O crime e as investigações
E olha que foi um crime brutal. Na casa em que ele se encontrava, no bairro do Coqueiro, estavam, também, uma prima e dois tios. Por volta das 3h30m, cinco homens encapuzados com bataclavas e vestindo coletes balísticos típicos da polícia, arrombaram a porta. Todos estavam armados com pistolas e uma espingarda. Mandaram que o tio do rapaz deitasse no chão. Arrastaram o rapaz para um canto da sala e dispararam 3 tiros, o último na cabeça. Também roubaram uma TV, um computador e um celular.
Durante as investigações, a polícia descobriu que nem Matheus e a adolescente, nem dois outros jovens que Atayde também acusou pelo furto, possuíam passagem pela polícia. Matheus usava drogas. Mas, segundo a família e os vizinhos, nunca se envolvera em crimes.
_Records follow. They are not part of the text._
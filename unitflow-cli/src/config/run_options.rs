//! Optional overrides for a run (CLI flags or programmatic).
//!
//! Applied on top of the env-based config by
//! [`RunConfig::apply_options`](super::RunConfig::apply_options).

use unitflow::RunMode;

/// Optional overrides for a run. Only set fields override the base config.
#[derive(Clone, Debug, Default)]
pub struct RunOptions {
    /// Scheduler mode for this run.
    pub mode: Option<RunMode>,
    /// Send ai units to the reasoning model instead of the standard chat model.
    pub reasoner: bool,
    /// Sampling temperature (0–2).
    pub temperature: Option<f32>,
    /// Print node enter/exit to stderr.
    pub verbose: bool,
}
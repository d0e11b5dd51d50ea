//! Remote completion client used by ai units.
//!
//! The engine sees a single call, `complete(prompt, credentials, model)`, and treats any
//! failure as the failure of that one unit. This module defines the trait, the
//! credential and model-selector types, a mock for tests, and the OpenAI-compatible
//! [`ChatCompletion`] client (feature `openai`).

mod mock;

#[cfg(feature = "openai")]
mod openai;

use std::fmt;
use std::str::FromStr;

use async_trait::async_trait;
use serde::{Deserialize, Serialize};
use thiserror::Error;

pub use mock::MockCompletion;

#[cfg(feature = "openai")]
pub use openai::{ChatCompletion, Endpoint};

/// API key sent with every completion call.
#[derive(Clone, PartialEq, Eq)]
pub struct Credentials {
    api_key: String,
}

impl Credentials {
    pub fn new(api_key: impl Into<String>) -> Self {
        Self {
            api_key: api_key.into(),
        }
    }

    pub fn api_key(&self) -> &str {
        &self.api_key
    }

    /// True when the key is empty or whitespace.
    pub fn is_blank(&self) -> bool {
        self.api_key.trim().is_empty()
    }
}

impl fmt::Debug for Credentials {
    fn fmt(&self, f: &mut fmt::Formatter<'_>) -> fmt::Result {
        f.debug_struct("Credentials")
            .field("api_key", &"<redacted>")
            .finish()
    }
}

/// Which provider/model serves the call: a general chat model, or a reasoning model.
#[derive(Clone, Copy, Debug, Default, PartialEq, Eq, Hash, Serialize, Deserialize)]
#[serde(rename_all = "lowercase")]
pub enum ModelSelector {
    #[default]
    Standard,
    Reasoner,
}

impl FromStr for ModelSelector {
    type Err = String;

    fn from_str(s: &str) -> Result<Self, Self::Err> {
        match s.to_lowercase().as_str() {
            "standard" | "default" => Ok(Self::Standard),
            "reasoner" | "r1" => Ok(Self::Reasoner),
            _ => Err(format!("unknown model: {} (use standard or reasoner)", s)),
        }
    }
}

/// Failure of a remote completion call, carrying the provider status when known.
#[derive(Debug, Clone, PartialEq, Eq, Error)]
#[error("remote call failed{}: {message}", .status.map(|s| format!(" ({})", s)).unwrap_or_default())]
pub struct RemoteCallError {
    pub status: Option<u16>,
    pub message: String,
}

impl RemoteCallError {
    pub fn new(message: impl Into<String>) -> Self {
        Self {
            status: None,
            message: message.into(),
        }
    }

    pub fn with_status(status: u16, message: impl Into<String>) -> Self {
        Self {
            status: Some(status),
            message: message.into(),
        }
    }
}

/// Completion client: given prompt text, returns the model's reply text.
///
/// Implementations: [`MockCompletion`] (tests), [`ChatCompletion`] (real API, feature `openai`).
#[async_trait]
pub trait CompletionClient: Send + Sync {
    async fn complete(
        &self,
        prompt: &str,
        credentials: &Credentials,
        model: ModelSelector,
    ) -> Result<String, RemoteCallError>;
}
//! `POST /api/export`: compile a graph document to pipeline program text.

use axum::Json;
use serde::{Deserialize, Serialize};
use unitflow::{GraphDocument, PipelineCompiler};

use crate::ServerError;

#[derive(Debug, Deserialize)]
pub struct ExportRequest {
    pub graph: GraphDocument,
}

#[derive(Debug, Serialize)]
pub struct ExportResponse {
    pub program: String,
}

pub async fn export(Json(req): Json<ExportRequest>) -> Result<Json<ExportResponse>, ServerError> {
    let graph = req.graph.into_graph()?;
    let program = PipelineCompiler::new().export(&graph)?;
    Ok(Json(ExportResponse { program }))
}
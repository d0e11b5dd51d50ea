//! Cyclic graphs: wave scheduling.

use std::sync::Arc;

use unitflow::{CancellationFlag, Graph, MockCompletion, RunMode, Unit};

use crate::common::{cancelling_evaluator, engine, graph, id};

/// **Scenario**: A -> B -> A with no entry point runs each node exactly once.
#[tokio::test]
async fn two_node_cycle_runs_each_node_once() {
    let g = graph(
        vec![
            ("ai-1", Unit::ai("ping $ai_2")),
            ("ai-2", Unit::ai("pong $ai_1")),
        ],
        &[("ai-1", "ai-2"), ("ai-2", "ai-1")],
    );
    for mode in [RunMode::Sequential, RunMode::Parallel] {
        let mock = Arc::new(MockCompletion::echo());
        let report = engine(&mock, mode).run(&g).await.unwrap();

        assert!(report.cyclic);
        assert_eq!(mock.calls(), 2, "mode {}", mode);
        assert_eq!(report.order, vec![id("ai-1"), id("ai-2")]);
        assert_eq!(report.value("ai-1"), Some("ping $ai_2"));
        assert_eq!(report.value("ai-2"), Some("pong ping $ai_2"));
        assert_eq!(report.levels[&id("ai-1")], 0);
        assert_eq!(report.levels[&id("ai-2")], 1);
        assert!(report.skipped.is_empty());
    }
}

/// **Scenario**: A cycle fed by an input: the input runs in wave 0, the blocked cycle is
/// released at its first member, and values flow on to the output.
#[tokio::test]
async fn fed_cycle_releases_first_member() {
    let g = graph(
        vec![
            ("input-1", Unit::input("hello")),
            ("ai-1", Unit::ai("Say $input_1")),
            ("ai-2", Unit::ai("$ai_1!")),
            ("output-1", Unit::output()),
        ],
        &[
            ("input-1", "ai-1"),
            ("ai-1", "ai-2"),
            ("ai-2", "ai-1"),
            ("ai-2", "output-1"),
        ],
    );
    for mode in [RunMode::Sequential, RunMode::Parallel] {
        let mock = Arc::new(MockCompletion::uppercase());
        let report = engine(&mock, mode).run(&g).await.unwrap();

        assert!(report.cyclic);
        assert_eq!(report.value("output-1"), Some("SAY HELLO!"), "mode {}", mode);
        assert_eq!(mock.calls(), 2);
        let levels: Vec<usize> = ["input-1", "ai-1", "ai-2", "output-1"]
            .iter()
            .map(|n| report.levels[&id(n)])
            .collect();
        assert_eq!(levels, vec![0, 1, 2, 3]);
    }
}

/// **Scenario**: A self-loop makes the graph cyclic; the node runs once and its own
/// delivery does not dispatch it again.
#[tokio::test]
async fn self_loop_runs_once() {
    let g = graph(vec![("ai-1", Unit::ai("again $ai_1"))], &[("ai-1", "ai-1")]);
    let mock = Arc::new(MockCompletion::echo());
    let report = engine(&mock, RunMode::Sequential).run(&g).await.unwrap();
    assert!(report.cyclic);
    assert_eq!(mock.calls(), 1);
    assert_eq!(report.value("ai-1"), Some("again $ai_1"));
    assert_eq!(report.received[&id("ai-1")].len(), 1);
}

/// **Scenario**: Nodes with no inputs share wave 0 and their successors share wave 1.
#[tokio::test]
async fn independent_roots_share_a_wave() {
    let g = graph(
        vec![
            ("input-1", Unit::input("a")),
            ("input-2", Unit::input("b")),
            ("output-1", Unit::output()),
            ("output-2", Unit::output()),
            ("custom-1", Unit::custom("'loop'")),
        ],
        &[
            ("input-1", "output-1"),
            ("input-2", "output-2"),
            ("custom-1", "custom-1"),
        ],
    );
    let mock = Arc::new(MockCompletion::echo());
    let report = engine(&mock, RunMode::Sequential).run(&g).await.unwrap();
    assert!(report.cyclic);
    assert_eq!(report.levels[&id("input-1")], 0);
    assert_eq!(report.levels[&id("input-2")], 0);
    assert_eq!(report.levels[&id("output-1")], 1);
    assert_eq!(report.levels[&id("output-2")], 1);
    assert_eq!(report.levels[&id("custom-1")], 2);
    assert_eq!(report.value("output-2"), Some("b"));
    assert_eq!(report.order.len(), 5);
}

/// **Scenario**: In parallel cyclic runs a failed node stops its branch; nodes it feeds
/// are never released, other nodes still run.
#[tokio::test]
async fn parallel_cycle_failure_blocks_downstream() {
    let g = graph(
        vec![
            ("ai-1", Unit::ai("boom $ai_2")),
            ("ai-2", Unit::ai("$ai_1")),
            ("input-1", Unit::input("ok")),
            ("output-1", Unit::output()),
        ],
        &[("ai-1", "ai-2"), ("ai-2", "ai-1"), ("input-1", "output-1")],
    );
    let mock = Arc::new(MockCompletion::echo().with_fail_on("boom"));
    let report = engine(&mock, RunMode::Parallel).run(&g).await.unwrap();
    assert_eq!(report.value("output-1"), Some("ok"));
    assert_eq!(report.failures.len(), 1);
    assert_eq!(report.skipped, vec![id("ai-2")]);
    assert_eq!(mock.calls(), 1);
}

/// `custom-1` and `input-1` form wave 0; the `ai-1 <-> ai-2` cycle and `output-1` come later.
fn cancel_wave_graph() -> Graph {
    graph(
        vec![
            ("custom-1", Unit::custom("'done'")),
            ("input-1", Unit::input("x")),
            ("ai-1", Unit::ai("$ai_2")),
            ("ai-2", Unit::ai("$ai_1")),
            ("output-1", Unit::output()),
        ],
        &[("ai-1", "ai-2"), ("ai-2", "ai-1"), ("input-1", "output-1")],
    )
}

/// **Scenario**: A sequential wave stops at the node that cancels; later members of the
/// same wave never start.
#[tokio::test]
async fn sequential_cancel_stops_mid_wave() {
    let cancel = CancellationFlag::new();
    let mock = Arc::new(MockCompletion::echo());
    let report = engine(&mock, RunMode::Sequential)
        .with_evaluator(cancelling_evaluator(&cancel))
        .run_with_cancel(&cancel_wave_graph(), &cancel)
        .await
        .unwrap();

    assert!(report.cancelled);
    assert_eq!(report.order, vec![id("custom-1")]);
    assert_eq!(report.value("custom-1"), Some("done"));
    assert_eq!(
        report.skipped,
        vec![id("input-1"), id("ai-1"), id("ai-2"), id("output-1")]
    );
    assert_eq!(report.levels.len(), 1);
    assert_eq!(mock.calls(), 0);
}

/// **Scenario**: A parallel wave that was already dispatched finishes, and no further
/// wave starts after the flag is set.
#[tokio::test]
async fn parallel_cancel_finishes_wave_then_stops() {
    let cancel = CancellationFlag::new();
    let mock = Arc::new(MockCompletion::echo());
    let report = engine(&mock, RunMode::Parallel)
        .with_evaluator(cancelling_evaluator(&cancel))
        .run_with_cancel(&cancel_wave_graph(), &cancel)
        .await
        .unwrap();

    assert!(report.cancelled);
    assert_eq!(report.value("custom-1"), Some("done"));
    assert_eq!(report.value("input-1"), Some("x"));
    assert_eq!(report.skipped, vec![id("ai-1"), id("ai-2"), id("output-1")]);
    assert_eq!(report.levels[&id("input-1")], 0);
    assert_eq!(mock.calls(), 0);
}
Estimulado pelos tios, que eram professores, estava até fazendo o supletivo, para tentar entrar na universidade.
Acusações adicionais
Os crimes cometidos antes da morte dele também impressionam. A adolescente e a avó dela teriam vivido momentos de terror, quando transportadas à delegacia, por policiais militares comandados por Atayde, então vereador e ex-diretor da Semutran, na qual um forte esquema de corrupção alimentaria a milícia. A adolescente teria sido até torturada, enquanto prestava depoimento a uma delegada, que viria a ser presa, meses depois, na Anonymus, por alertar Atayde sobre a operação.
A adolescente e a avó também teriam assistido a tortura de Matheus, pelos policiais, para que confessasse. Outro rapaz que Atayde acusou, nem sequer estaria em Ananindeua, quando ocorreu o furto. O rapaz e a família teriam passado o final de ano no Mosqueiro. E quando retornaram, encontraram a casa deles, em Ananindeua, toda revirada. Vizinhos teriam informado que Atayde estivera lá. Ele, então, dirigiu-se à Seccional da Cidade Nova, para saber o que estava ocorrendo. Mas acabou autuado, por causa do furto.
Em 6 de abril, um estojo de bala, com o mesmo “código de rastreabilidade” dos projeteis usados na execução de Matheus, foi encontrado no local de em um assassinato, no bairro do Jurunas, em Belém, cometido por dois encapuzados. E também o carro prata usado na execução de Matheus seria o mesmo utilizado em outros 5 homicídios. Um deles, em 21 de fevereiro de 2019, no bairro da Pedreira, vitimou o então vereador Deivite Wener Araújo Galvão, o “Gordo do Aurá”.